The 3,000 foot, 1.5 mile descent over rocky ground to the vehicles at Wasdale was torture on my frozen stumps, but at least I knew that the end was nigh. Nobody was going to talk me into going on, besides we were now an hour back and I was convinced that we couldn't make that time back up, even if I had the will to go on. After 16.5 hours, 40 miles, 30 peaks and close to 20,000 feet of vertical gain I felt like I had put in a day's work that I could be proud of. No, I didn't complete the round, but that's okay. I know that with the right mindset I could have gone on and gotten it done, but I just wasn't mentally committed enough to the round to potentially go through another round of Scafell-type action unfortunately.
I had a fantastic time meeting an incredible cast of characters and really couldn't be more grateful to Bob Graham Club Secretary Morgan Williams for helping put together the contacts that made the experience possible. It's a bummer that we didn't get a chance to run the fifth and final leg together, but there will be other opportunities (in the summer).

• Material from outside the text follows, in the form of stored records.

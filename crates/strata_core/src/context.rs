//! Registry of cancellable streaming contexts, one per store key.

use std::sync::atomic::{AtomicU64, Ordering};

use dashmap::DashMap;
use tokio_util::sync::CancellationToken;
use tracing::debug;

/// Handle to a context registered under a store key
#[derive(Debug, Clone)]
pub struct RegisteredContext {
    id: u64,
    token: CancellationToken,
}

impl RegisteredContext {
    pub fn id(&self) -> u64 {
        self.id
    }

    pub fn token(&self) -> CancellationToken {
        self.token.clone()
    }

    pub fn is_cancelled(&self) -> bool {
        self.token.is_cancelled()
    }
}

/// At most one live context exists per key. Registering a new one cancels
/// whatever was left behind by an earlier load of the same store.
#[derive(Debug, Default)]
pub struct ContextRegistry {
    contexts: DashMap<String, RegisteredContext>,
    next_id: AtomicU64,
}

impl ContextRegistry {
    pub fn new() -> Self {
        Self::default()
    }

    /// Register a fresh context under `key`, cancelling any stale one.
    pub fn register(&self, key: &str) -> RegisteredContext {
        let ctx = RegisteredContext {
            id: self.next_id.fetch_add(1, Ordering::Relaxed),
            token: CancellationToken::new(),
        };
        if let Some(stale) = self.contexts.insert(key.to_string(), ctx.clone()) {
            debug!("Cancelling stale streaming context {} for {}", stale.id, key);
            stale.token.cancel();
        }
        ctx
    }

    /// Cancel and forget the context under `key`. Returns whether one existed.
    pub fn cancel(&self, key: &str) -> bool {
        match self.contexts.remove(key) {
            Some((_, ctx)) => {
                ctx.token.cancel();
                true
            }
            None => false,
        }
    }

    /// Forget the context under `key` if it is still the one identified by `id`.
    /// A finished fetch must not remove a context registered by a newer one.
    pub fn release(&self, key: &str, id: u64) {
        self.contexts.remove_if(key, |_, ctx| ctx.id == id);
    }

    pub fn len(&self) -> usize {
        self.contexts.len()
    }

    pub fn is_empty(&self) -> bool {
        self.contexts.is_empty()
    }

    /// Cancel every registered context, e.g. on shutdown.
    pub fn cancel_all(&self) {
        for entry in self.contexts.iter() {
            entry.value().token.cancel();
        }
        self.contexts.clear();
    }
}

I learned after I got home to Canterbury that two mountain rescue guys set out the night after I started and did indeed manage to get the job done just under the cut-off. Huge props to those guys, as I know exactly what they were dealing with. A successful Bob Graham Round done in true winter conditions is definitely more of a mountaineering experience than it is a running one, and therein lies the difference between my failed attempt and the successful one by those lads, I would surmise.
The Lakes may not have the altitude of some of the stuff we play on over in the Mountain West, but believe me they more than compensate in attitude. The British fells and the guys and gals who run on them are tough little buggers.